# JSP Formulardaten in externer Java-Klasse verarbeiten



## Bogomier (13. Jun 2007)

Hallo,

ich möchte Formulardaten einer HTML-Seite weiterverarbeiten. 

Da das ganze aber umfangreicher wird, würde ich dies gerne in einer externen Klasse tun und nicht mit Scriptlets. Oder ist das nicht sinnvoll?

Es soll einerseits eine Antwortseite generiert werden (mit JSP) ala "Daten sind korrekt, wir melden uns"

Andererseits möchte ich mit den Formulardaten ein X.509-Zertifikat generieren und dieses dann per Mail an den Absender des Formulars schicken. Dieser Teil sollte in der externen Klasse geschehen.

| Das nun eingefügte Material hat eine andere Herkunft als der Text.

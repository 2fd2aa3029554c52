use std::path::{Path, PathBuf};

use chimpdump_core::Error;
use directories::ProjectDirs;
use tracing::subscriber::set_global_default;
use tracing_appender::non_blocking::WorkerGuard;
use tracing_log::LogTracer;
use tracing_subscriber::{fmt, layer::SubscriberExt, EnvFilter, Registry};

/// Directory receiving the daily rolling log files.
pub fn log_dir() -> PathBuf {
    ProjectDirs::from("com", "chimpdump", "chimpdump")
        .map(|d| d.data_local_dir().join("logs"))
        .unwrap_or_else(|| PathBuf::from("logs"))
}

/// Install the global subscriber: `RUST_LOG` (or `env_filter`) filtered,
/// pretty output on stderr plus a plain daily log file in [`log_dir`].
///
/// Keep the returned guard alive until exit so the file writer flushes.
pub fn init_subscriber(name: &str, env_filter: &str) -> Result<WorkerGuard, Error> {
    init_subscriber_in(&log_dir(), name, env_filter)
}

/// Same as [`init_subscriber`], writing the log files into `dir`.
pub fn init_subscriber_in(dir: &Path, name: &str, env_filter: &str) -> Result<WorkerGuard, Error> {
    LogTracer::init()
        .map_err(|e| Error::Configuration(format!("failed to initialize log tracer bridge: {}", e)))?;

    let env_filter =
        EnvFilter::try_from_default_env().unwrap_or_else(|_| EnvFilter::new(env_filter));

    let formatting_layer = fmt::layer()
        .with_target(false)
        .with_writer(std::io::stderr)
        .pretty();

    let file_appender = tracing_appender::rolling::daily(dir, format!("{}.log", name));
    let (non_blocking, guard) = tracing_appender::non_blocking(file_appender);

    let file_layer = fmt::layer().with_ansi(false).with_writer(non_blocking);

    let subscriber = Registry::default()
        .with(env_filter)
        .with(formatting_layer)
        .with(file_layer);

    set_global_default(subscriber)
        .map_err(|e| Error::Configuration(format!("failed to set global tracing subscriber: {}", e)))?;

    Ok(guard)
}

Das Problem ist jetzt nur, wie bekomme ich die Verbindung zwischen der JSP und der Java-Klasse hin. Über <form>action="Java-Klasse"</form> oder so ähnlich??

Bin etwas ratlos

Danke für die Hilfe.


----------



## HLX (13. Jun 2007)

Dafür schreibst du ein Servlet (von javax.servlet.http.HttpServlet abgeleitete Klasse). Servlets haben eine doPost-Methode. Diese überschreibst du und behandelst dein abgeschicktes Formular. Die Formulardaten befinden sich im Parameter HttpServletRequest.

Nach Abarbeitung kannst du dann per RequestDispatcher an die gewünschte JSP-Ausgabeseite weiterleiten.

Das Servlet registrierst du in der Datei 'web.xml'. Dann weist du ihm im Servlet-Mapping ein URL-Pattern zu. Dieses URL-Pattern gibst du unter <FORM action="meinPattern"> an, so dass hier erkannt wird, dass das die doPost-Methode des Servlet aktiviert werden soll.


----------



## Bogomier (14. Jun 2007)

besten dank, das hilft mir ungemein weiter.

 :lol:


----------